Segment Start: Dataset records

//! The pluggable arithmetic strategy behind [`Number`](super::Number)
//!
//! Backends operate on canonical decimal strings: an optional leading
//! minus, integer digits without leading zeros, and an optional fraction
//! without trailing zeros. `normalize` is the entry point that takes
//! arbitrary caller input into that form; every other method may assume
//! (but must not require) canonical operands, since mixed-backend
//! arithmetic re-derives operands through their canonical string form.

use crate::error::Result;
use crate::number::RoundingMode;
use std::cmp::Ordering;
use std::fmt;

/// Digit-level arithmetic operations a backend must provide.
///
/// Division carries one guard digit internally before rounding to the
/// requested scale; `sqrt` works at `scale + 2` precision. Division by
/// zero anywhere is an `InvalidOperation` failure, never a silent
/// infinity or NaN.
pub trait ArithmeticBackend: fmt::Debug + Send + Sync {
    /// Short identifier used in error messages and debugging.
    fn name(&self) -> &'static str;

    /// Parse and canonicalize a decimal string. Fails with
    /// `InvalidArgument` on non-numeric input.
    fn normalize(&self, value: &str) -> Result<String>;

    fn add(&self, a: &str, b: &str) -> Result<String>;

    fn subtract(&self, a: &str, b: &str) -> Result<String>;

    fn multiply(&self, a: &str, b: &str) -> Result<String>;

    /// Quotient rounded to `scale` fractional digits under `mode`.
    fn divide(&self, a: &str, b: &str, scale: u32, mode: RoundingMode) -> Result<String>;

    /// Raise `a` to `exponent`. Integer exponents are computed exactly;
    /// fractional exponents fall back to floating point and fail with
    /// `InvalidOperation` if the result is non-finite.
    fn power(&self, a: &str, exponent: &str) -> Result<String>;

    /// Square root rounded to `scale` fractional digits.
    fn sqrt(&self, a: &str, scale: u32) -> Result<String>;

    /// Round to `precision` fractional digits under `mode`.
    fn round(&self, a: &str, precision: u32, mode: RoundingMode) -> Result<String>;

    /// Numeric three-way comparison.
    fn compare(&self, a: &str, b: &str) -> Result<Ordering>;

    /// Magnitude of `a`. Canonical forms make this a sign strip.
    fn abs(&self, a: &str) -> Result<String> {
        let n = self.normalize(a)?;
        Ok(n.strip_prefix('-').unwrap_or(&n).to_string())
    }

    /// Additive inverse of `a`. Zero stays unsigned.
    fn negate(&self, a: &str) -> Result<String> {
        let n = self.normalize(a)?;
        if n == "0" {
            Ok(n)
        } else if let Some(stripped) = n.strip_prefix('-') {
            Ok(stripped.to_string())
        } else {
            Ok(format!("-{n}"))
        }
    }
}

#[cfg(test)]
mod tests {
    use super::*;
    use crate::number::DecimalBackend;

    #[test]
    fn test_default_abs_and_negate() {
        let backend = DecimalBackend::new();
        assert_eq!(backend.abs("-3.25").unwrap(), "3.25");
        assert_eq!(backend.abs("3.25").unwrap(), "3.25");
        assert_eq!(backend.negate("3.25").unwrap(), "-3.25");
        assert_eq!(backend.negate("-3.25").unwrap(), "3.25");
        assert_eq!(backend.negate("0").unwrap(), "0");
        assert_eq!(backend.negate("-0.000").unwrap(), "0");
    }
}
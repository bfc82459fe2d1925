//! Production arithmetic backend built on `rust_decimal`

use crate::error::{CalcError, Result};
use crate::number::{ArithmeticBackend, RoundingMode};
use rust_decimal::prelude::{FromPrimitive, ToPrimitive};
use rust_decimal::{Decimal, MathematicalOps, RoundingStrategy};
use std::cmp::Ordering;
use std::str::FromStr;
use std::sync::{Arc, LazyLock};

static SHARED: LazyLock<Arc<DecimalBackend>> = LazyLock::new(|| Arc::new(DecimalBackend::new()));

/// Backend delegating to the `rust_decimal` fixed-point type.
///
/// The engine's rounding modes translate to the library's own strategies;
/// `HalfOdd`, which the library does not provide, is derived from the two
/// midpoint strategies. Precision is the library's 28 significant digits,
/// comfortably above the engine's default working scale.
#[derive(Debug, Default, Clone, Copy)]
pub struct DecimalBackend;

impl DecimalBackend {
    pub fn new() -> Self {
        DecimalBackend
    }

    /// The process-wide instance new [`Number`](crate::Number)s use
    /// unless a backend is supplied explicitly.
    pub fn shared() -> Arc<DecimalBackend> {
        Arc::clone(&SHARED)
    }

    fn parse(&self, value: &str) -> Result<Decimal> {
        let trimmed = value.trim();
        let unsigned = trimmed.strip_prefix('+').unwrap_or(trimmed);
        Decimal::from_str(unsigned)
            .map_err(|_| CalcError::argument(format!("not a numeric string: {value:?}")))
    }

    fn canonical(&self, value: Decimal) -> String {
        if value.is_zero() {
            "0".to_string()
        } else {
            value.normalize().to_string()
        }
    }
}

/// Round under the engine's mode table, mapping onto the library's
/// strategies where one exists.
fn round_with(value: Decimal, scale: u32, mode: RoundingMode) -> Decimal {
    let strategy = match mode {
        RoundingMode::Up => RoundingStrategy::AwayFromZero,
        RoundingMode::Down => RoundingStrategy::ToZero,
        RoundingMode::Ceiling => RoundingStrategy::ToPositiveInfinity,
        RoundingMode::Floor => RoundingStrategy::ToNegativeInfinity,
        RoundingMode::HalfUp => RoundingStrategy::MidpointAwayFromZero,
        RoundingMode::HalfDown => RoundingStrategy::MidpointTowardZero,
        RoundingMode::HalfEven => RoundingStrategy::MidpointNearestEven,
        RoundingMode::HalfOdd => return round_half_odd(value, scale),
    };
    value.round_dp_with_strategy(scale, strategy)
}

/// The two midpoint strategies disagree exactly on ties; on a tie the
/// half-odd rule picks the odd neighbour.
fn round_half_odd(value: Decimal, scale: u32) -> Decimal {
    let toward = value.round_dp_with_strategy(scale, RoundingStrategy::MidpointTowardZero);
    let away = value.round_dp_with_strategy(scale, RoundingStrategy::MidpointAwayFromZero);
    if toward == away {
        return toward;
    }
    if last_fractional_digit(toward, scale) % 2 == 0 {
        away
    } else {
        toward
    }
}

/// Digit at the `scale`-th fractional position of `value`'s magnitude.
fn last_fractional_digit(value: Decimal, scale: u32) -> u8 {
    let shifted = (value.abs() / Decimal::new(1, scale)).trunc();
    (shifted % Decimal::TEN).to_u8().unwrap_or(0)
}

impl ArithmeticBackend for DecimalBackend {
    fn name(&self) -> &'static str {
        "decimal"
    }

    fn normalize(&self, value: &str) -> Result<String> {
        Ok(self.canonical(self.parse(value)?))
    }

    fn add(&self, a: &str, b: &str) -> Result<String> {
        let sum = self
            .parse(a)?
            .checked_add(self.parse(b)?)
            .ok_or_else(|| CalcError::operation(format!("numeric overflow in {a} + {b}")))?;
        Ok(self.canonical(sum))
    }

    fn subtract(&self, a: &str, b: &str) -> Result<String> {
        let difference = self
            .parse(a)?
            .checked_sub(self.parse(b)?)
            .ok_or_else(|| CalcError::operation(format!("numeric overflow in {a} - {b}")))?;
        Ok(self.canonical(difference))
    }

    fn multiply(&self, a: &str, b: &str) -> Result<String> {
        let product = self
            .parse(a)?
            .checked_mul(self.parse(b)?)
            .ok_or_else(|| CalcError::operation(format!("numeric overflow in {a} * {b}")))?;
        Ok(self.canonical(product))
    }

    fn divide(&self, a: &str, b: &str, scale: u32, mode: RoundingMode) -> Result<String> {
        let dividend = self.parse(a)?;
        let divisor = self.parse(b)?;
        if divisor.is_zero() {
            return Err(CalcError::operation("division by zero"));
        }
        let quotient = dividend
            .checked_div(divisor)
            .ok_or_else(|| CalcError::operation(format!("numeric overflow in {a} / {b}")))?;
        Ok(self.canonical(round_with(quotient, scale, mode)))
    }

    fn power(&self, a: &str, exponent: &str) -> Result<String> {
        let base = self.parse(a)?;
        let exp = self.parse(exponent)?;
        if exp.fract().is_zero() {
            let exp = exp
                .to_i64()
                .ok_or_else(|| CalcError::argument(format!("exponent out of range: {exponent}")))?;
            if base.is_zero() && exp < 0 {
                return Err(CalcError::operation("division by zero"));
            }
            let result = base.checked_powi(exp).ok_or_else(|| {
                CalcError::operation(format!("numeric overflow in {a} ^ {exponent}"))
            })?;
            return Ok(self.canonical(result));
        }
        // Fractional exponent: floating-point fallback.
        let approx = base
            .to_f64()
            .zip(exp.to_f64())
            .map(|(b, e)| b.powf(e))
            .ok_or_else(|| {
                CalcError::operation(format!("cannot evaluate {a} ^ {exponent} in floating point"))
            })?;
        if !approx.is_finite() {
            return Err(CalcError::operation(format!(
                "non-finite result for {a} ^ {exponent}"
            )));
        }
        let result = Decimal::from_f64(approx).ok_or_else(|| {
            CalcError::operation(format!("result of {a} ^ {exponent} is not representable"))
        })?;
        Ok(self.canonical(result))
    }

    fn sqrt(&self, a: &str, scale: u32) -> Result<String> {
        let value = self.parse(a)?;
        let root = value.sqrt().ok_or_else(|| {
            CalcError::operation(format!("square root of negative value {a}"))
        })?;
        Ok(self.canonical(round_with(root, scale, RoundingMode::HalfUp)))
    }

    fn round(&self, a: &str, precision: u32, mode: RoundingMode) -> Result<String> {
        let value = self.parse(a)?;
        Ok(self.canonical(round_with(value, precision, mode)))
    }

    fn compare(&self, a: &str, b: &str) -> Result<Ordering> {
        Ok(self.parse(a)?.cmp(&self.parse(b)?))
    }
}
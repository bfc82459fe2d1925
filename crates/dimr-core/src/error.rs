//! Error types for the quantity engine

use thiserror::Error;

/// Convenience alias used throughout the crate.
pub type Result<T> = std::result::Result<T, CalcError>;

/// The two failure kinds the engine distinguishes.
///
/// `InvalidArgument` means the caller handed us structurally bad input
/// (an unregistered unit, a non-numeric string). `InvalidOperation` means
/// the computation itself is undefined for the operands (dimension
/// mismatch, odd-exponent root, division by zero). Neither is ever
/// recovered from internally; both surface synchronously to the caller.
#[derive(Error, Debug, Clone, PartialEq, Eq)]
pub enum CalcError {
    #[error("invalid argument: {0}")]
    InvalidArgument(String),

    #[error("invalid operation: {0}")]
    InvalidOperation(String),
}

impl CalcError {
    /// Build an `InvalidArgument` from anything stringy.
    pub fn argument(msg: impl Into<String>) -> Self {
        CalcError::InvalidArgument(msg.into())
    }

    /// Build an `InvalidOperation` from anything stringy.
    pub fn operation(msg: impl Into<String>) -> Self {
        CalcError::InvalidOperation(msg.into())
    }
}
//! Value and identity types for the quantity engine

mod dimension;
mod quantity;
mod unit;

pub use dimension::{Dimension, DimensionalFormula};
pub use quantity::{Quantity, QuantityConstructor, QuantityType, QuantityTypeId};
pub use unit::{Notation, Unit, UnitSystem};
//! Unit-to-quantity-type registry with filtering helpers

use crate::defaults::DefaultHolder;
use crate::error::{CalcError, Result};
use crate::number::Number;
use crate::types::{DimensionalFormula, Quantity, QuantityType, Unit, UnitSystem};
use std::collections::HashMap;
use std::sync::{Arc, PoisonError, RwLock, RwLockReadGuard, RwLockWriteGuard};

static DEFAULT: DefaultHolder<UnitRegistry> = DefaultHolder::new();

/// Knows, for each unit, which quantity type constructs values carrying
/// it, and answers filtered unit listings for the boundary layers.
#[derive(Debug, Default)]
pub struct UnitRegistry {
    entries: RwLock<HashMap<Unit, QuantityType>>,
}

impl UnitRegistry {
    pub fn new() -> Self {
        Self::default()
    }

    fn read(&self) -> RwLockReadGuard<'_, HashMap<Unit, QuantityType>> {
        self.entries.read().unwrap_or_else(PoisonError::into_inner)
    }

    fn write(&self) -> RwLockWriteGuard<'_, HashMap<Unit, QuantityType>> {
        self.entries.write().unwrap_or_else(PoisonError::into_inner)
    }

    pub fn register(&self, unit: Unit, quantity_type: QuantityType) {
        self.write().insert(unit, quantity_type);
    }

    pub fn has(&self, unit: &Unit) -> bool {
        self.read().contains_key(unit)
    }

    pub fn unregister(&self, unit: &Unit) -> bool {
        self.write().remove(unit).is_some()
    }

    pub fn reset(&self) {
        self.write().clear();
    }

    /// The quantity type owning a unit; `InvalidArgument` for units
    /// never registered.
    pub fn quantity_type(&self, unit: &Unit) -> Result<QuantityType> {
        self.read().get(unit).cloned().ok_or_else(|| {
            CalcError::argument(format!("unit '{}' is not registered", unit.name()))
        })
    }

    /// Construct a quantity of the type registered for `unit`.
    pub fn make_quantity(&self, value: Number, unit: &Unit) -> Result<Quantity> {
        Ok(self.quantity_type(unit)?.construct(value, unit.clone()))
    }

    fn filtered(&self, keep: impl Fn(&Unit) -> bool) -> Vec<Unit> {
        let mut units: Vec<Unit> = self.read().keys().filter(|u| keep(u)).cloned().collect();
        units.sort_by(|a, b| a.name().cmp(b.name()));
        units
    }

    /// All registered units, sorted by name.
    pub fn units(&self) -> Vec<Unit> {
        self.filtered(|_| true)
    }

    pub fn units_for_dimension(&self, formula: &DimensionalFormula) -> Vec<Unit> {
        self.filtered(|u| u.dimension().formula() == formula)
    }

    pub fn units_for_system(&self, system: UnitSystem) -> Vec<Unit> {
        self.filtered(|u| u.system() == system)
    }

    pub fn metric_units(&self) -> Vec<Unit> {
        self.units_for_system(UnitSystem::Metric)
    }

    pub fn imperial_units(&self) -> Vec<Unit> {
        self.units_for_system(UnitSystem::Imperial)
    }

    pub fn si_units(&self) -> Vec<Unit> {
        self.units_for_system(UnitSystem::Si)
    }

    /// Lazily-created process-wide default instance.
    pub fn default_instance() -> Arc<Self> {
        DEFAULT.get_or_init(Self::new)
    }

    pub fn set_default_instance(instance: Arc<Self>) {
        DEFAULT.replace(instance);
    }

    pub fn reset_default_instance() {
        DEFAULT.reset();
    }
}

Segment End: Dataset records

Among the entries above, copy exactly only the lines starting with the one containing "a sign strip." and going through the one containing "use super::*;", both ends included.

    /// Magnitude of `a`. Canonical forms make this a sign strip.
    fn abs(&self, a: &str) -> Result<String> {
        let n = self.normalize(a)?;
        Ok(n.strip_prefix('-').unwrap_or(&n).to_string())
    }

    /// Additive inverse of `a`. Zero stays unsigned.
    fn negate(&self, a: &str) -> Result<String> {
        let n = self.normalize(a)?;
        if n == "0" {
            Ok(n)
        } else if let Some(stripped) = n.strip_prefix('-') {
            Ok(stripped.to_string())
        } else {
            Ok(format!("-{n}"))
        }
    }
}

#[cfg(test)]
mod tests {
    use super::*;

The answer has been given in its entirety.